About this task
Look through the records below for the line with "pub struct PlacedCell" and the line with "shrunk rows disappear.", then return those lines and all lines between, exactly.

Entries provided

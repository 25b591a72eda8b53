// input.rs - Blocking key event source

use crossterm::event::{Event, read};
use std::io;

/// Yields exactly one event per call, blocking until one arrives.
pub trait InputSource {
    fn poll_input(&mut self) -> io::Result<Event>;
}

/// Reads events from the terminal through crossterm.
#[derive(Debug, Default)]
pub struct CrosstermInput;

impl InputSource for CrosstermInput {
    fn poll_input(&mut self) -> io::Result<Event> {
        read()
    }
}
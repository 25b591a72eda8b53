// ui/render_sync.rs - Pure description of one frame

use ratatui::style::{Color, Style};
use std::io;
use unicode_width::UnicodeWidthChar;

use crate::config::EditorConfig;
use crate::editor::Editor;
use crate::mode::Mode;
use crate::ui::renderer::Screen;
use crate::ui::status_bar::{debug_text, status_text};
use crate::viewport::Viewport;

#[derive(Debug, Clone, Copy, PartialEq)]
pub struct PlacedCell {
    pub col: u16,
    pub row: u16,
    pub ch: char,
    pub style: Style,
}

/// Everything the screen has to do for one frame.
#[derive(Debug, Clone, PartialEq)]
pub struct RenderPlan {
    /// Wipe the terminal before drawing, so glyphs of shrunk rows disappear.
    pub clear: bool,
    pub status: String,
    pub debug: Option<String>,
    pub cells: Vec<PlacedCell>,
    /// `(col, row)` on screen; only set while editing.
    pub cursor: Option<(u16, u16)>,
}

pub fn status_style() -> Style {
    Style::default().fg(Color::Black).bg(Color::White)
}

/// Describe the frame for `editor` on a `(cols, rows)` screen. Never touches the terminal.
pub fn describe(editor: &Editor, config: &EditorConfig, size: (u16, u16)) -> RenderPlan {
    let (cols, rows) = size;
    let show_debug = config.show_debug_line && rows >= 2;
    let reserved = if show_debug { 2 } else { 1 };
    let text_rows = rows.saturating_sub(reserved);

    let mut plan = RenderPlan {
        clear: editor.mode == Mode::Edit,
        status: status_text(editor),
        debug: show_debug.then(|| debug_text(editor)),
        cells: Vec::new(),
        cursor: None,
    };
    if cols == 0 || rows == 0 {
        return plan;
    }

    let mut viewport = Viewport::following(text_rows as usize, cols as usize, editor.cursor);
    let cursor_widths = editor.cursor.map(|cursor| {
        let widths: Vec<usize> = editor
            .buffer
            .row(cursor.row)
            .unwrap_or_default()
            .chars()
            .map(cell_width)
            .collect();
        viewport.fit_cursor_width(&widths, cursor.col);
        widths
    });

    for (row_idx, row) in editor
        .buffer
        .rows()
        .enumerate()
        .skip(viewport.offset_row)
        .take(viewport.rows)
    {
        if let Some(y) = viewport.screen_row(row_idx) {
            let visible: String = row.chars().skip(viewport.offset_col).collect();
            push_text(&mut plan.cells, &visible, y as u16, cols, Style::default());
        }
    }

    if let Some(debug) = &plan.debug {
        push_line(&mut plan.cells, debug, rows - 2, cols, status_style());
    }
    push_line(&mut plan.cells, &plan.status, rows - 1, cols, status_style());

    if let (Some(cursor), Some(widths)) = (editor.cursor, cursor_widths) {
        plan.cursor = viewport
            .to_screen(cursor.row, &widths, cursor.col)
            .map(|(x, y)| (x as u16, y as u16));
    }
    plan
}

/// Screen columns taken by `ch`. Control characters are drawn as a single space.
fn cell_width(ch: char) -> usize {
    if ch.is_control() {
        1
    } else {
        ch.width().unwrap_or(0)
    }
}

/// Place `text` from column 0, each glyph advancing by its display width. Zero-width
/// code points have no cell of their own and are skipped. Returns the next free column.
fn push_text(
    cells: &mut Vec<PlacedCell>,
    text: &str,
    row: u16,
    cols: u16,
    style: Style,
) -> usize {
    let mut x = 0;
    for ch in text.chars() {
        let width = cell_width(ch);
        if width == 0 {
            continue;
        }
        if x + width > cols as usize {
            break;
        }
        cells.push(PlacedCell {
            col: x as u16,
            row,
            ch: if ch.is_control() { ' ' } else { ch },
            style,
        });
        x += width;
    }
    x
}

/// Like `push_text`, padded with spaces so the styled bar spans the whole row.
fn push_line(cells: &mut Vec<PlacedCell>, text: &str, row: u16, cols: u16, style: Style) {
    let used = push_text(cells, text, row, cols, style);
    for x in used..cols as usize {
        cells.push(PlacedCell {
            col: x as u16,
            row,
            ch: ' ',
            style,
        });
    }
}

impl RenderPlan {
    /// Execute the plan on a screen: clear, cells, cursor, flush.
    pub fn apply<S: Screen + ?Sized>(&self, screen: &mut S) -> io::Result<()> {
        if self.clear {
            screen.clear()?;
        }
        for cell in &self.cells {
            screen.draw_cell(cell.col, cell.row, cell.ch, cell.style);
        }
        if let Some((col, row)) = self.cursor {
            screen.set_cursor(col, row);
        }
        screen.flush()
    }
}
==
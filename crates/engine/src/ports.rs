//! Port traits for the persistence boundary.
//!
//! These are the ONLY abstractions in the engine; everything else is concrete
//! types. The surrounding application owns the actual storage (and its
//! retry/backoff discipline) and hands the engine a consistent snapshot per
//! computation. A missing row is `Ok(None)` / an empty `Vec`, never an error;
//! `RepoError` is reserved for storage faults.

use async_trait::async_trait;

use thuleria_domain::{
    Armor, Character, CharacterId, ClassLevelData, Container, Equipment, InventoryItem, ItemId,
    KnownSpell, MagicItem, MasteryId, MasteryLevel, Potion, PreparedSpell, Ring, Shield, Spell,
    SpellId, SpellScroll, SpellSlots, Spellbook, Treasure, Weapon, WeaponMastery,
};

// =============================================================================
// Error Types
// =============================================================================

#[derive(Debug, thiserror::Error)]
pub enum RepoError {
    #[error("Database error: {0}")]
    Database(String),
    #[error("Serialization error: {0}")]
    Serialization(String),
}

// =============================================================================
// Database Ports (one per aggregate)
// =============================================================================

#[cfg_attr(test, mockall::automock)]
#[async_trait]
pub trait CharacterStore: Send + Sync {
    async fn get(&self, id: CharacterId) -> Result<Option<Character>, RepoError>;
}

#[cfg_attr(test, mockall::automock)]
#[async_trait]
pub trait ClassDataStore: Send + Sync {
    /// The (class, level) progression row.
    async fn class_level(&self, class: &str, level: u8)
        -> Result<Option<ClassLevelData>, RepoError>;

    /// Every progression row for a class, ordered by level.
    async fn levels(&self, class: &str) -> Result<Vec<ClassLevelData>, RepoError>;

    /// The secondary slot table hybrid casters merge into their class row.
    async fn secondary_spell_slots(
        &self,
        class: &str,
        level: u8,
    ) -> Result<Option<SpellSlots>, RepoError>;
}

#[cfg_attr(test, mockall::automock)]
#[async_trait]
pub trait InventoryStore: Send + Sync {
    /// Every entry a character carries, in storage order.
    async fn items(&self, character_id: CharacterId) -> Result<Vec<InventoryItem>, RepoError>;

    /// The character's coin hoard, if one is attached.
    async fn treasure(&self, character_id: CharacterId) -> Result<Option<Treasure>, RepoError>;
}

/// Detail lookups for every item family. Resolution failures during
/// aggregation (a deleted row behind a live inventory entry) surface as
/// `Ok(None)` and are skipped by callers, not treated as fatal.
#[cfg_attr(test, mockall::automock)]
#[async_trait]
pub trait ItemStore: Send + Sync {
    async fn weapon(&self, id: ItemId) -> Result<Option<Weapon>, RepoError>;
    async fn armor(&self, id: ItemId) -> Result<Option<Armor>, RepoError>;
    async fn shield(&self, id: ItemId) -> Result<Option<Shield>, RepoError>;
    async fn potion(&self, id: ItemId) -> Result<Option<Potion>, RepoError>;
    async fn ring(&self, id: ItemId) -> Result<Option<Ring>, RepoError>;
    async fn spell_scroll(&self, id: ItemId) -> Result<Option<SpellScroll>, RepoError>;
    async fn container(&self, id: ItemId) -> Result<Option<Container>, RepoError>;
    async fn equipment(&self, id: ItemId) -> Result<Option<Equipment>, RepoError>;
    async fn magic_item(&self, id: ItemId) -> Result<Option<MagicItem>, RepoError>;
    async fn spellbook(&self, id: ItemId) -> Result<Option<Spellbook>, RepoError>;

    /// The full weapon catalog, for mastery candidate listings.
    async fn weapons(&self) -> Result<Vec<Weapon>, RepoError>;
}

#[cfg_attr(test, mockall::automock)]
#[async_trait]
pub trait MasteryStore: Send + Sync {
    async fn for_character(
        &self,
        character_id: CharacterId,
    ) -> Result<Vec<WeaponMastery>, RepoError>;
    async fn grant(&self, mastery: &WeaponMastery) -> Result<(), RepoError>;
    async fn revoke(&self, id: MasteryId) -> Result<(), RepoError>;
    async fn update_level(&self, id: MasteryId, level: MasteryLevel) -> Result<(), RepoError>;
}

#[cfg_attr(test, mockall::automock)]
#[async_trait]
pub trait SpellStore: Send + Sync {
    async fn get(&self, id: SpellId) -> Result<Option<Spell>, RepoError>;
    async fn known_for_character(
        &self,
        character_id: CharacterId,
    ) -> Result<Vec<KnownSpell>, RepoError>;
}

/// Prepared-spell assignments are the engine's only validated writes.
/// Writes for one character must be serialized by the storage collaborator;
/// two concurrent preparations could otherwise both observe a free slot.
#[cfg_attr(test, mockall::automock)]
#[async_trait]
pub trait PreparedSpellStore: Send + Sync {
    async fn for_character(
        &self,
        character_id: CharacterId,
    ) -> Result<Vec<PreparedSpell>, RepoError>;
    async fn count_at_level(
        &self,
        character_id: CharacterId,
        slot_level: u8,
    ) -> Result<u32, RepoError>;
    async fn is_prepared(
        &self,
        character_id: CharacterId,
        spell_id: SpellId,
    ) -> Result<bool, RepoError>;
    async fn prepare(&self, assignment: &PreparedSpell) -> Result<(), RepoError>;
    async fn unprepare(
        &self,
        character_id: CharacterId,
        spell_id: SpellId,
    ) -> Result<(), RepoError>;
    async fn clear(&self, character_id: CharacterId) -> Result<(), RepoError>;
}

Response box
pub struct PlacedCell {
    pub col: u16,
    pub row: u16,
    pub ch: char,
    pub style: Style,
}

/// Everything the screen has to do for one frame.
#[derive(Debug, Clone, PartialEq)]
pub struct RenderPlan {
    /// Wipe the terminal before drawing, so glyphs of shrunk rows disappear.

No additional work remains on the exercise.